1. Get all children immunised when they are young. It's free.

2. Seek medical advice promptly and remember for your children it's free.

3. Teach your children to speak their own native tongue and to love their culture and their heritage so they know who they are.

4. Listen to them read. Read to them as often as you can. Take an interest in your children's education, find out what they're doing at school. Make sure they are attending class and doing their homework.

5. Encourage responsible sexual behaviour so every child is a wanted child and every pregnancy is a planned pregnancy.

6. Believe in the sanctity and innocence of childhood and make sure you protect your children accordingly. Abuse hurts and is never acceptable.

7. Raise your children in a smoke free environment, if possible.

8. Encourage children to limit junk food and cut down on fatty foods and salt.

9. Teach them that moderation is the key to drinking alcohol and teach them to drink safely.

10. Teach your children that violence is not the answer to settling disputes.
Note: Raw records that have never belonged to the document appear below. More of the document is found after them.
// Copyright 2020-2023 The NATS Authors
// Licensed under the Apache License, Version 2.0 (the "License");
// you may not use this file except in compliance with the License.
// You may obtain a copy of the License at
//
// http://www.apache.org/licenses/LICENSE-2.0
//
// Unless required by applicable law or agreed to in writing, software
// distributed under the License is distributed on an "AS IS" BASIS,
// WITHOUT WARRANTIES OR CONDITIONS OF ANY KIND, either express or implied.
// See the License for the specific language governing permissions and
// limitations under the License.
//
//! Client-side delivery core for a NATS JetStream consumer.
//!
//! This crate turns request/reply and publish/subscribe primitives of a
//! messaging transport (see [`transport::Transport`]) into three
//! higher-level delivery abstractions: a one-shot [`context::Context::pull`],
//! a batched [`context::Context::fetch`], and long-lived push or pull
//! [subscriptions][subscription]. It also owns ordered-consumer recovery,
//! idle-heartbeat monitoring, and the taxonomy of server error frames a
//! JetStream consumer has to reason about.
//!
//! The transport itself (subject routing, inbox allocation, connection
//! lifecycle, JSON codec for broker API payloads) is out of scope here and
//! is reached through the [`transport::Transport`] trait so this crate can
//! be exercised without a running broker (see [`mock::MockTransport`] behind
//! the `test-util` feature).
//!
//! # Example
//!
//! ```no_run
//! # async fn go() -> Result<(), jetstream_consumer_core::Error> {
//! use std::sync::Arc;
//! use jetstream_consumer_core::context::Context;
//!
//! # let transport: Arc<dyn jetstream_consumer_core::transport::Transport> = todo!();
//! let js = Context::new(transport);
//!
//! let mut messages = js
//!     .fetch("ORDERS", "processor", Default::default())
//!     .await?;
//! # Ok(())
//! # }
//! ```

pub mod consumer;
pub mod context;
pub mod error;
pub mod header;
pub mod heartbeat;
pub mod iterator;
pub mod jetstream_subscription;
pub mod message;
pub mod publish;
pub mod pull_subscription;
pub mod stream;
pub mod subscription;
pub mod testhooks;
pub mod transport;

#[cfg(any(test, feature = "test-util"))]
pub mod mock;

pub use error::{Error, ErrorKind};

/// Default prefix for JetStream API subjects, used when a [`context::Context`]
/// is constructed without an explicit domain or prefix.
pub const DEFAULT_API_PREFIX: &str = "$JS.API";

static BETA_WARNING: once_cell::sync::OnceCell<()> = once_cell::sync::OnceCell::new();

/// Emits a one-time `tracing` notice the first time ordered-consumer support
/// is exercised. Purely cosmetic; safe to never call.
pub(crate) fn warn_ordered_consumer_once() {
    BETA_WARNING.get_or_init(|| {
        tracing::debug!("ordered consumer support is used by this client");
    });
}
"I know for a fact that one of the most cherished things in the Pacific Island communities is the power and beauty of the spoken word.

"You even have your own speaking chiefs the wise orators who speak in a poetic language that paints a clear picture in the mind of the listener.

"It is my hope that all Pacific Island leaders and church and family leaders will pick up these Top 10 issues and, through leadership, make them your own," Mrs Shipley said.

The Prime Minister's Top 10 issues are equally applicable to other New Zealand families to address in their way and she encourages them to do so.

She also stated clearly that New Zealanders must not ask Government to do what the community is unwilling to do for itself.

The Prime Minister acknowledged the negative findings of a recent report on the social and economic status of Pacific Islanders and assured the Pacific Island community Government agencies and community groups must work together to close the gaps and improve the statistics.

She also highlighted the positive trends. "According to the report, increasing numbers of Pacific business people are using their creative and entrepreneurial skills to open up new markets and ventures. This is reflected in the vibrancy of Pacific arts, fashion and youth cultures.

"I believe the report represents the beginning of a brighter future for Pacific people. Its findings should be fed into this conference so we can develop a strategy to lift Pacific people to great heights of success."

Mrs Shipley congratulated the Ministry of Pacific Island Affairs for providing leadership and creating a Pacific Vision for the future, at a time when the public service was being criticised.

"That vision will greatly benefit Pacific Island New Zealanders," the Prime Minister said.